Hier setzt auch der zweite, fotografische Teil der Ausstellung an. Mehrere Fotografien entstammen aus dem Atelier von Madame d’Ora, einer 1891 als Dora Kallmus in Wien geborenen Fotografin, die zunächst beeindruckende Porträts des österreichischen Adels und der höheren Wiener Gesellschaft anfertigte und dabei auch die mit Spitze besetzte Kleidung der Porträtierten in den Blick nahm. 1927 zog Madame d’Ora nach Paris und wurde dort zur prägenden Modefotografin ihrer Zeit. Nach 1945 kehrte sie nach Wien zurück, arbeitete aber kaum noch im Modebereich, sondern entwarf verstörende Fotoserien aus den Pariser Schlachthöfen Ivry Les Halles und Rue Brancion – und interessanterweise sind auch Bilder aus diesen drastischen Serien Teil von „Fragile Schönheiten“.

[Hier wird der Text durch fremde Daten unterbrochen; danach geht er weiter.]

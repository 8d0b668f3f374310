//! Exhaustive logic-grid enumeration.
//!
//! Reads a symbol table (a label row plus one row per dimension) and
//! prints every way of assigning each dimension's symbols to the labels:
//! one permutation per dimension, all combined as a Cartesian product,
//! `(m!)^D` combinations in total.
//!
//! - **Symbols** ([`symbols`]): the fixed-width token table and its loader
//! - **Directives** ([`directive`]): `E`/`N` rule lines resolved against
//!   the table; parsed and validated, never applied to the search
//! - **Enumerate** ([`enumerate`]): in-place swap/restore backtracking
//!   over per-dimension permutations, with budget, time limit and
//!   cancellation
//! - **Render** ([`render`]): one text line per output row
//!
//! # Example
//!
//! ```
//! use u_logigrid::enumerate::{EnumConfig, EnumRunner};
//! use u_logigrid::render::TablePrinter;
//! use u_logigrid::{read_puzzle, LoadConfig};
//!
//! let puzzle = read_puzzle("r0 r1\na b\n%%\n".as_bytes(), &LoadConfig::default()).unwrap();
//! let table = &puzzle.symbols;
//!
//! let mut printer = TablePrinter::new(table, Vec::new());
//! EnumRunner::run(table.width(), table.dimensions(), &EnumConfig::default(), &mut printer)
//!     .unwrap();
//! let text = String::from_utf8(printer.finish().unwrap()).unwrap();
//! assert_eq!(text, "r0 b\nr1 a\nr0 a\nr1 b\n");
//! ```

pub mod directive;
pub mod enumerate;
pub mod error;
mod input;
pub mod lines;
pub mod render;
pub mod symbols;

pub use error::{EnumError, InputError};
pub use input::{read_puzzle, Puzzle};
pub use symbols::LoadConfig;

„Fragile Schönheit“: Eine so kleine wie lohnende Ausstellung im MK&G

Zu sehen sind Aufnahmen von Fettgeweben: netzartige Strukturen, die frappierend an die Netzstoffe aus Spitze erinnern. Die Fotografin selbst nannte diese Bilder, die hier als Wandtapeten präsentiert werden, ironisch „La Dentelle“, „die Spitze“. Was die freigelegte Gallenblase in die Nachbarschaft des Frauenhalses rückt, den ein kaum sichtbarer Stoff umschmeichelt.

In dieser so kleinen wie sehenswerten, als Kooperation zwischen Ruelfs und ihrer für die Modesammlung zuständigen Kollegin Bisrat Negassi entstandenen Zusammenstellung wird deutlich, dass man es bei Spitze mit Kunst um ihrer selbst willen zu tun hat. Allerdings ist das Gezeigte nicht rein dekorativ.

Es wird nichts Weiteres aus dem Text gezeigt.